Title: A Saccharomyces cerevisiae genome-wide mutant screen for sensitivity to 2,4-diacetylphloroglucinol, a biocontrol antibiotic produced by Pseudomonas fluorescens

item KWAK, YOUN-SIG - Washington State University
item HAN, SANG JO - Korean Bioinformation Center (KOBIC)
item Thomashow, Linda
item Topham, Jennifer
item Paulitz, Timothy
item KIM, DONGSUP - Korean Bioinformation Center (KOBIC)
item Weller, David

Submitted to: International Plant Growth Promoting Rhizobacteria Workshop
Publication Type: Abstract Only
Publication Acceptance Date: 2/16/2009
Publication Date: N/A
Citation: N/A

Interpretive Summary:

Technical Abstract: Strains of Pseudomonas fluorescens that produce the antibiotic 2,4-diacetylphloroglucinol (DAPG) are biocontrol agents of a variety of soilborne pathogens. DAPG is active against a broad spectrum of organisms ranging from bacteria to higher plants. This suggests that the antibiotic may target basic cellular processes or that there are multiple sites of action. The genetics and regulation of DAPG biosynthesis by P. fluorescens have been well studied. However, the effect of DAPG on target pathogens and the host plant has not been well described. We screened a Saccharomyces cerevisiae genome-wide deletion mutant pool (approximately 5,000 mutnats) as a first step to understanding the mechanism of action of DAPG. The screen identified 231 mutants with increased sensitivity to DAPG, including 22 multi-drug resistant related mutants.
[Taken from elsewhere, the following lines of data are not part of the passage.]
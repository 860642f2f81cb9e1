//! Import Schema.org recipes from web pages.
//!
//! A document's JSON-LD scripts are scanned for the first block that validates
//! as a `Recipe`, which is then normalized into a [`Recipe`] record with HTML
//! steps and a list of [`Ingredient`]s.
//!
//! ```
//! use recipe_buddy_import::{hydrate_recipe_from_html, HydrateOptions};
//!
//! let html = r#"<script type="application/ld+json">
//!     {"@type": "Recipe", "name": "Tea", "recipeIngredient": ["Water", "Tea bag"],
//!      "recipeInstructions": "Boil\nSteep"}
//! </script>"#;
//!
//! let hydrated = hydrate_recipe_from_html(html, &HydrateOptions::default()).unwrap();
//! assert_eq!(hydrated.recipe.steps, "Boil<br>Steep");
//! assert_eq!(hydrated.ingredients.len(), 2);
//! ```

pub mod config;
pub mod error;
pub mod fetchers;
pub mod format;
pub mod hydrate;
pub mod importer;
pub mod json_ld;
pub mod model;
pub mod pantry;

pub use config::{load_config, FetchConfig, ImportConfig, PantryConfig};
pub use error::ImportError;
pub use format::{format_instructions, render_nutrition, InstructionFormatter, Locale};
pub use hydrate::{
    hydrate_nodes, hydrate_recipe, hydrate_recipe_from_html, hydrate_recipe_with, validate_url,
    HydrateOptions,
};
pub use importer::{RecipeImporter, RecipeImporterBuilder};
pub use json_ld::{load_from_html, load_from_url, select_recipe, MetadataNode, ValidatedRecipe};
pub use model::{HydratedRecipe, Ingredient, Recipe};
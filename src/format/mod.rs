mod instructions;
mod nutrition;

pub use instructions::{format_instructions, InstructionFormatter};
pub use nutrition::{render_nutrition, Locale};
These targets included major cellular pathways such as membrane function, reactive oxygen regulation and cell homeostasis. Physiological studies with wild-type yeast validated the results of sodium azide and hydrogen peroxide in a high throughput screening profile. Collectively, these findings suggest that DAPG acts through multiple mechanisms which would make development of resistance in target pathogens unlikely.